Il potenziamento e l'ottimizzazione dell'intermodalità dei trasporti,
come infrastruttura primaria per un'economia isolana, è divenuto quindi
uno dei campi d'azione principali per le iniziative propositive e di
stimolo politico dell'Associazione. Sono così diventati centrali temi
come quelli della continuità territoriale per le merci, dell'area franca
produttiva, del potenziamento dei collegamenti terra-mare-cielo,
dell'affermazione, infine, degli approdi e degli scali come efficienti
nodi di raccordo fra il sistema economico dell'isola e quello delle
terre continentali.
D'altra parte, a Cagliari deve essere riconosciuto il merito di avere
sempre colto – proprio per l'azione sensibilizzatrice ed interventista
della sua classe imprenditoriale – l'esigenza e l'urgenza di
interpretare e sostenere le coordinate di progresso civile
dell'intera regione. Da qui il suo ritrovato impegno ad essere
non più, e non soltanto una città "con il porto", ma una vera
città ad economia portuale (più Rotterdam che Trieste,
ad esempio). Convinta che proprio dal potenziamento dei traffici
e delle interrelazioni con l'oltretirreno è possibile trarre i
maggiori benefici per le attività economiche ed un miglior
benessere per i suoi abitanti.
In questo quadro di cambiamenti diviene centrale l’attenzione al nuovo scenario
competitivo, fortemente dinamico e sempre più caratterizzato dalla globalizzazione,
del quale gli imprenditori locali devono saper cogliere le opportunità. Questa sfida
viene raccolta dalla presidenza di Alberto Scanu (2007), imprenditore del settore
della sanità, dell'edilizia e dell'agroalimentare, che vanta una consolidata
esperienza nell’ambito del sistema confindustriale.

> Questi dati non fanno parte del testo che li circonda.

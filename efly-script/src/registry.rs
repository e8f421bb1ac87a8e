//! Process-wide script registry.

use hashbrown::HashMap;
use parking_lot::RwLock;

/// Concurrent digest-to-body map shared by every thread.
///
/// Written on successful `EVAL` compiles so any thread can later resolve an `EVALSHA` that its
/// own interpreter has not seen. Insert-only in normal operation.
#[derive(Debug, Default)]
pub struct ScriptRegistry {
    scripts: RwLock<HashMap<String, String>>,
}

impl ScriptRegistry {
    /// Creates an empty registry.
    #[must_use]
    pub fn new() -> Self {
        Self::default()
    }

    /// Records a compiled script body under its digest.
    pub fn insert_function(&self, sha: &str, body: &str) {
        let _ = self
            .scripts
            .write()
            .insert(sha.to_owned(), body.to_owned());
    }

    /// Resolves a digest to its body.
    #[must_use]
    pub fn find(&self, sha: &str) -> Option<String> {
        self.scripts.read().get(sha).cloned()
    }

    /// Number of registered scripts.
    #[must_use]
    pub fn len(&self) -> usize {
        self.scripts.read().len()
    }

    /// Returns whether the registry is empty.
    #[must_use]
    pub fn is_empty(&self) -> bool {
        self.scripts.read().is_empty()
    }
}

L'attenzione si sposta così, con nuovo vigore, verso temi come quelli della
ricerca e sviluppo, dell'innovazione e dell'internazionalizzazione delle imprese,
perché diventino, con il supporto dell'Associazione Industriali, protagoniste
della crescita in un mondo che muta velocemente.
Lo stesso cambio al vertice degli uffici con la nomina, nel 2003, di Marco Santoru
a direttore dell’Associazione (succedendo ai 18 anni di Giuseppe Verona)
conferma e rafforza quel valore di continuismo nell’azione rappresentativa
dell’imprenditoria industriale cagliaritana che costituisce il prestigioso
vanto di quest’Associazione. Un “continuismo”, andrebbe
sottolineato, che si è positivamente incardinato, per oltre otto lunghi
decenni, nella grande capacità di saper interpretare, tutelare ed inserire
nella società locale gli interessi, le volontà e le iniziative dei
più attivi e capaci “uomini del fare” della provincia, da
Giulio Dolcetta ad Alberto Scanu. E che ha avuto degli abili e capaci esecutori
e garanti nei direttori, da Francesco Loriga a Marco Santoru.